July 15, 2006

THE FATE OF AMERICAN TEENS, CELINA & STEPHANIE YAVELOW



DUTCH COURTS TRAMPLE HUMAN RIGHTS OF AMERICAN TEENS


The Netherlands – January 11, 2002 – For the fourteenth hearing in the case of the teenaged daughters of American composer and author Christopher Yavelow, abducted by their Swiss mother Monique Fasel to the Netherlands, the High Court of Amsterdam last week handed down a verdict violating practically every human rights law and treaty the country pretends to uphold.


Celina (15) and Stephanie (13) Yavelow, both native-born American citizens, had spent more than half their lives in the United States before their abduction to the Netherlands in October 1999, a violation of the International Parental Kidnapping Act (18 USC 1204).


They pleaded, "We are American citizens! We want to stay in America!" but Fasel, using falsified documents, duped American law enforcement agencies, and authorities in the Netherlands, where she fled to avoid a court-ordered hearing in Maryland. Yavelow immediately filed for a hearing in the Netherlands, which the Dutch scheduled for August 2000. To his dismay, they postponed the hearing to December 2000, then again to June 2001, and finally to November 2001, yielding the current January 2002 ruling.


In the meantime, Yavelow and his daughters met secretly next to canals, in alleys, and behind buildings almost every day for nine months. These meetings were a godsend to the girls after having been held incommunicado for over a year by Fasel, who was aided by members of some cults she belongs to.


Pressure from the children and from Yavelow and his lawyer brought about mediation and counseling for the family throughout the year 2001. This resulted in the girls spending ten days a month with their father from June through December. On the other 20 days of each month, the girls enjoyed emailing and chatting on the phone with him daily. Things were running smoothly, and everyone hoped the situation would remain as it had been for the past seven months.


The mediator/counselor had been scheduled to testify and this was, in effect, a guarantee that the status quo would be maintained. Moreover, in the Netherlands, children of twelve or older are allowed to make their own decisions concerning custody. Throughout the previous hearings, Celina and Stephanie had written many letters to the judges, who ignored them. At this most recent hearing, they were actually allowed to speak for themselves, and this they did, requesting even more time with their father.


However, at the last moment, for unknown reasons the counselor’s employer forbid her from testifying. So, the Dutch government stepped in. Essentially this means that the whim of the mother rules above everything, including Dutch law and international human rights treaties.

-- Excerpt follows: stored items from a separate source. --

// item_field_world: concrete collaborators for the Gibbs sampler.
//
// Provides a patch-indexed 2D world that `item_field_gibbs::GibbsField` can
// run against, a data-driven energy model, and the JSON configuration that
// ties them together for the `populate` binary.
//
// Module overview:
// - `item.rs`:     PlacedItem: an item token with zeroed lifecycle metadata.
// - `patch.rs`:    ItemPatch: an unordered bag of items for one n×n block.
// - `map.rs`:      PatchMap: BTreeMap of patches, 2×2 neighborhood lookup.
// - `energy.rs`:   TableEnergy: per-type intensity plus radius-based pair rules.
// - `config.rs`:   WorldConfig: seed, region, types, and rules loaded from JSON.
// - `snapshot.rs`: WorldSnapshot: serializable dump of every placed item.
//
// **Critical constraint: determinism.** Patches live in a `BTreeMap`, so
// iteration order (and therefore snapshot output) depends only on the map's
// contents. All randomness comes from the `FieldRng` the caller supplies.

pub mod config;
pub mod energy;
pub mod item;
pub mod map;
pub mod patch;
pub mod snapshot;

pub use config::{ConfigError, WorldConfig};
pub use energy::TableEnergy;
pub use item::PlacedItem;
pub use map::PatchMap;
pub use patch::ItemPatch;
pub use snapshot::WorldSnapshot;
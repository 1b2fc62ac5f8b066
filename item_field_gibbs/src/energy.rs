// Energy models: the unary and pairwise log-potential terms of the MRF.
//
// The sampler sums `intensity(position, t)` and one `interaction` term per
// neighboring item to get the unnormalized log-probability of placing type
// `t` at `position`. The "no item" state always has log-potential zero, so a
// negative total makes an item less likely than an empty cell and a positive
// total more likely.
//
// Models are pure: they read nothing from the world and mutate nothing. They
// are called `item_type_count * neighbor_item_count` times per update, which
// dominates the cost of a sweep.

use crate::types::{ItemType, Position};

/// Unary and pairwise log-potentials for item placement.
pub trait EnergyModel {
    /// Log-potential of an item of `item_type` at `position`, ignoring neighbors.
    fn intensity(&self, position: Position, item_type: ItemType) -> f32;

    /// Log-potential contributed by an existing item of `other_type` at
    /// `other` to a candidate of `item_type` at `position`.
    ///
    /// The sampler always passes the cell being resampled first.
    fn interaction(
        &self,
        position: Position,
        other: Position,
        item_type: ItemType,
        other_type: ItemType,
    ) -> f32;
}

impl<E: EnergyModel + ?Sized> EnergyModel for &E {
    fn intensity(&self, position: Position, item_type: ItemType) -> f32 {
        (**self).intensity(position, item_type)
    }

    fn interaction(
        &self,
        position: Position,
        other: Position,
        item_type: ItemType,
        other_type: ItemType,
    ) -> f32 {
        (**self).interaction(position, other, item_type, other_type)
    }
}

/// Zero everywhere: every type and the empty cell are equally likely.
#[derive(Clone, Copy, Debug, Default, PartialEq, Eq)]
pub struct FlatEnergy;

impl EnergyModel for FlatEnergy {
    fn intensity(&self, _position: Position, _item_type: ItemType) -> f32 {
        0.0
    }

    fn interaction(
        &self,
        _position: Position,
        _other: Position,
        _item_type: ItemType,
        _other_type: ItemType,
    ) -> f32 {
        0.0
    }
}

/// An energy model backed by two closures.
///
/// ```
/// use item_field_gibbs::{EnergyFn, EnergyModel, Position};
///
/// let energy = EnergyFn::new(
///     |_, t| if t == 0 { 1.0 } else { -1.0 },
///     |a: Position, b: Position, _, _| if a.distance(b) <= 1.0 { -2.0 } else { 0.0 },
/// );
/// assert_eq!(energy.intensity(Position::new(0, 0), 0), 1.0);
/// assert_eq!(energy.interaction(Position::new(0, 0), Position::new(0, 1), 0, 0), -2.0);
/// ```
#[derive(Clone, Copy)]
pub struct EnergyFn<I, P> {
    intensity: I,
    interaction: P,
}

impl<I, P> EnergyFn<I, P>
where
    I: Fn(Position, ItemType) -> f32,
    P: Fn(Position, Position, ItemType, ItemType) -> f32,
{
    pub fn new(intensity: I, interaction: P) -> Self {
        Self {
            intensity,
            interaction,
        }
    }
}

impl<I, P> EnergyModel for EnergyFn<I, P>
where
    I: Fn(Position, ItemType) -> f32,
    P: Fn(Position, Position, ItemType, ItemType) -> f32,
{
    fn intensity(&self, position: Position, item_type: ItemType) -> f32 {
        (self.intensity)(position, item_type)
    }

    fn interaction(
        &self,
        position: Position,
        other: Position,
        item_type: ItemType,
        other_type: ItemType,
    ) -> f32 {
        (self.interaction)(position, other, item_type, other_type)
    }
}
// Random sources for the item field sampler.
//
// Defines `RandomSource`, the contract the Gibbs sampler draws from: a raw
// unsigned integer in the closed range `[0, max_raw()]`. Everything the
// sampler needs (uniform cell indices, uniform floats for categorical draws)
// is derived from this one stream, so a single seed reproduces a whole run.
//
// `FieldRng` is the workspace's concrete source: xoshiro256++ (Blackman &
// Vigna, 2019) seeded through SplitMix64. It is hand-rolled so its output is
// identical on every platform and compiler.
//
// **Critical constraint: determinism.** `FieldRng` uses integer arithmetic
// only. No OS entropy, no global generator, no floating point in the core
// state transition.

use serde::{Deserialize, Serialize};

/// A source of raw unsigned integers in `[0, max_raw()]`.
///
/// The sampler derives uniform integers as `next_raw() % bound` and uniform
/// floats as `next_raw() / max_raw()`. Implementations must report a stable
/// `max_raw()`; a maximum of zero is rejected by the sampler.
pub trait RandomSource {
    /// Produce the next raw value.
    fn next_raw(&mut self) -> u64;

    /// The largest value `next_raw` can return.
    fn max_raw(&self) -> u64;
}

impl<R: RandomSource + ?Sized> RandomSource for &mut R {
    fn next_raw(&mut self) -> u64 {
        (**self).next_raw()
    }

    fn max_raw(&self) -> u64 {
        (**self).max_raw()
    }
}

/// Xoshiro256++ generator with a 256-bit state.
#[derive(Clone, Debug, PartialEq, Eq, Serialize, Deserialize)]
pub struct FieldRng {
    state: [u64; 4],
}

impl FieldRng {
    /// Seed a generator from a single `u64`, expanded with SplitMix64.
    pub fn new(seed: u64) -> Self {
        let mut mix = SplitMix64(seed);
        Self {
            state: [mix.next_u64(), mix.next_u64(), mix.next_u64(), mix.next_u64()],
        }
    }

    /// Advance the state and return the next 64-bit output.
    pub fn next_u64(&mut self) -> u64 {
        let [s0, s1, s2, s3] = self.state;
        let out = s0.wrapping_add(s3).rotate_left(23).wrapping_add(s0);

        let t = s1 << 17;
        let s2 = s2 ^ s0;
        let s3 = s3 ^ s1;
        let s1 = s1 ^ s2;
        let s0 = s0 ^ s3;

        self.state = [s0, s1, s2 ^ t, s3.rotate_left(45)];
        out
    }

    /// Uniform `f64` in `[0, 1)` built from the top 53 bits.
    pub fn next_f64(&mut self) -> f64 {
        (self.next_u64() >> 11) as f64 / (1u64 << 53) as f64
    }

    /// Derive an independent generator, e.g. one per region or per test.
    pub fn fork(&mut self) -> Self {
        Self::new(self.next_u64())
    }
}

impl RandomSource for FieldRng {
    fn next_raw(&mut self) -> u64 {
        self.next_u64()
    }

    fn max_raw(&self) -> u64 {
        u64::MAX
    }
}

/// SplitMix64, used only to expand a seed into xoshiro state.
struct SplitMix64(u64);

impl SplitMix64 {
    fn next_u64(&mut self) -> u64 {
        self.0 = self.0.wrapping_add(0x9e37_79b9_7f4a_7c15);
        let mut z = self.0;
        z = (z ^ (z >> 30)).wrapping_mul(0xbf58_476d_1ce4_e5b9);
        z = (z ^ (z >> 27)).wrapping_mul(0x94d0_49bb_1331_11eb);
        z ^ (z >> 31)
    }
}
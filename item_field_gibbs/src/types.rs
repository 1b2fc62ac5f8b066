// Spatial and item types shared by the sampler and its collaborators.
//
// World positions and patch positions share the `Position` type. A patch at
// patch position `p` with side `n` covers world cells `p * n + (0..n)` on
// each axis. Conversions use Euclidean division so that negative world
// coordinates land in the patch to their lower-left, not in patch zero.

use serde::{Deserialize, Serialize};
use std::fmt;

/// Index of an item category, valid in `[0, item_type_count)`.
///
/// The sampler's conditional distribution has one extra category at index
/// `item_type_count` meaning "no item". That value is never stored in a
/// patch; occupancy is `Option<ItemType>` everywhere outside the sampler's
/// scratch buffer.
pub type ItemType = u32;

/// A cell on the 2D grid, in world units or patch units depending on context.
#[derive(
    Clone, Copy, Debug, Default, PartialEq, Eq, Hash, PartialOrd, Ord, Serialize, Deserialize,
)]
pub struct Position {
    pub x: i64,
    pub y: i64,
}

impl Position {
    pub const fn new(x: i64, y: i64) -> Self {
        Self { x, y }
    }

    /// World position of `offset` inside the patch at `patch_position`:
    /// `patch_position * patch_size + offset`.
    pub fn world(patch_position: Position, patch_size: u32, offset: Position) -> Self {
        let n = i64::from(patch_size);
        Self::new(
            patch_position.x * n + offset.x,
            patch_position.y * n + offset.y,
        )
    }

    /// Patch position of the patch containing this world position.
    pub fn patch_of(self, patch_size: u32) -> Self {
        let n = i64::from(patch_size);
        Self::new(self.x.div_euclid(n), self.y.div_euclid(n))
    }

    /// Offset of this world position inside its patch, each axis in `[0, n)`.
    pub fn offset_in_patch(self, patch_size: u32) -> Self {
        let n = i64::from(patch_size);
        Self::new(self.x.rem_euclid(n), self.y.rem_euclid(n))
    }

    pub fn squared_distance(self, other: Self) -> u64 {
        let dx = self.x.abs_diff(other.x);
        let dy = self.y.abs_diff(other.y);
        dx * dx + dy * dy
    }

    /// Euclidean distance.
    pub fn distance(self, other: Self) -> f32 {
        (self.squared_distance(other) as f64).sqrt() as f32
    }

    /// Chebyshev (king-move) distance.
    pub fn chebyshev_distance(self, other: Self) -> u64 {
        self.x.abs_diff(other.x).max(self.y.abs_diff(other.y))
    }
}

impl fmt::Display for Position {
    fn fmt(&self, f: &mut fmt::Formatter<'_>) -> fmt::Result {
        write!(f, "({}, {})", self.x, self.y)
    }
}

#[cfg(test)]
mod tests {
    use super::*;

    #[test]
    fn world_position_combines_patch_and_offset() {
        let world = Position::world(Position::new(2, -1), 8, Position::new(3, 5));
        assert_eq!(world, Position::new(19, -3));
    }

    #[test]
    fn patch_of_rounds_toward_negative_infinity() {
        assert_eq!(Position::new(0, 0).patch_of(4), Position::new(0, 0));
        assert_eq!(Position::new(3, 4).patch_of(4), Position::new(0, 1));
        assert_eq!(Position::new(-1, -4).patch_of(4), Position::new(-1, -1));
        assert_eq!(Position::new(-5, 7).patch_of(4), Position::new(-2, 1));
    }

    #[test]
    fn offset_round_trips_through_world() {
        for x in -9..9 {
            for y in -9..9 {
                let p = Position::new(x, y);
                let back = Position::world(p.patch_of(3), 3, p.offset_in_patch(3));
                assert_eq!(back, p);
                let o = p.offset_in_patch(3);
                assert!((0..3).contains(&o.x) && (0..3).contains(&o.y));
            }
        }
    }

    #[test]
    fn distances() {
        let a = Position::new(1, 1);
        let b = Position::new(4, 5);
        assert_eq!(a.squared_distance(b), 25);
        assert!((a.distance(b) - 5.0).abs() < 1e-6);
        assert_eq!(a.chebyshev_distance(b), 4);
        assert_eq!(a.distance(a), 0.0);
    }

    #[test]
    fn display_format() {
        assert_eq!(Position::new(-2, 7).to_string(), "(-2, 7)");
    }
}
// Random draws used by the sampler.
//
// Two draws are derived from a `RandomSource`:
// - `uniform_index`: `next_raw() % bound`. Modulo reduction is slightly
//   biased toward small values whenever `bound` does not divide the source's
//   range. With a 64-bit source and bounds the size of a patch or a patch
//   list the bias is below 2^-40 and is accepted; swapping in rejection
//   sampling would change how many raw values each update consumes.
// - `uniform_unit`: `next_raw() / max_raw()`, in `[0, 1]`, kept in f64. The
//   top end is reachable (raw == max, or raw within one f64 ulp of it);
//   `select_categorical` clamps it. The cumulative walk also runs in f64, so
//   a category whose probability underflowed to zero is only picked by the
//   clamp on that vanishing top edge.
//
// The categorical draw is a softmax in the log domain (subtract the max
// before exponentiating) followed by an inverse-CDF walk.

use item_field_prng::RandomSource;

/// Uniform integer in `[0, bound)` by modulo reduction. `bound` must be non-zero.
pub fn uniform_index<R: RandomSource + ?Sized>(rng: &mut R, bound: u64) -> u64 {
    rng.next_raw() % bound
}

/// Uniform float in `[0, 1]`. The source's `max_raw()` must be non-zero.
pub fn uniform_unit<R: RandomSource + ?Sized>(rng: &mut R) -> f64 {
    rng.next_raw() as f64 / rng.max_raw() as f64
}

/// Turn log-potentials into probabilities in place.
///
/// Returns `false` if no distribution can be formed: the slice is empty, the
/// largest entry is NaN or infinite, or the exponentials do not sum to a
/// finite positive value. The slice contents are unspecified in that case.
pub fn normalize_exp(values: &mut [f32]) -> bool {
    let max = values.iter().copied().fold(f32::NEG_INFINITY, f32::max);
    if !max.is_finite() {
        return false;
    }

    let mut sum = 0.0f32;
    for v in values.iter_mut() {
        *v = (*v - max).exp();
        sum += *v;
    }
    if !(sum.is_finite() && sum > 0.0) {
        return false;
    }

    for v in values.iter_mut() {
        *v /= sum;
    }
    true
}

/// Smallest index whose cumulative probability exceeds `u`.
///
/// If rounding leaves the total at or below `u`, returns the last index.
pub fn select_categorical(probabilities: &[f32], u: f64) -> usize {
    let mut cumulative = 0.0f64;
    for (i, &p) in probabilities.iter().enumerate() {
        cumulative += f64::from(p);
        if cumulative > u {
            return i;
        }
    }
    probabilities.len().saturating_sub(1)
}

/// Draw a category from log-potentials, normalizing `log_probabilities` in place.
///
/// Always consumes exactly one raw value, even when the distribution is
/// degenerate and `None` is returned.
pub fn sample_log_categorical<R: RandomSource + ?Sized>(
    log_probabilities: &mut [f32],
    rng: &mut R,
) -> Option<usize> {
    let u = uniform_unit(rng);
    if !normalize_exp(log_probabilities) {
        return None;
    }
    Some(select_categorical(log_probabilities, u))
}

European Union family rights organizations report that 95% of all fathers in the Netherlands have no access to their children following a divorce, and that this is usually at the mother’s request. Putting all decisions into the hands of a woman who has proven herself a kidnapper and child abuser with a classic case of “Divorce-related Malicious Mother Syndrome” would seem to be inadvisable under any circumstances.


Nevertheless, that is the way it goes in the Netherlands, the land where women’s rights have been taken so far that men no longer have many rights left themselves, and fathers have less than that. Because the children did not have their counselor present to stick up for their interests, the judges summarily granted all the mother’s requests no matter how outrageous. Yavelow is now forbidden all contact with his daughters, whether email, mail, phone, or waving to them on the street.


Reason given: “mother’s request.”


Also, at the mother’s request, the judges reduced access from 10 days per month to every other Saturday. However, immediately following the court ruling, Fasel’s lawyer informed Yavelow’s that she did not intend to comply with this part of the ruling. All access is terminated. She can do this because in the Netherlands, civil rulings are not enforceable.


This fact is hard to grasp by people in “common-law” countries such as the US, UK, and Australia. Prohibiting contact between a child and her parent is forbidden by the Dutch constitution and penal code, as well as by many international treaties to which the Netherlands is a signatory. These treaties include the Charter of Fundamental Rights of the European Union, the United Nations Convention on the Rights of the Child, and the United Nations Declaration of Human Rights.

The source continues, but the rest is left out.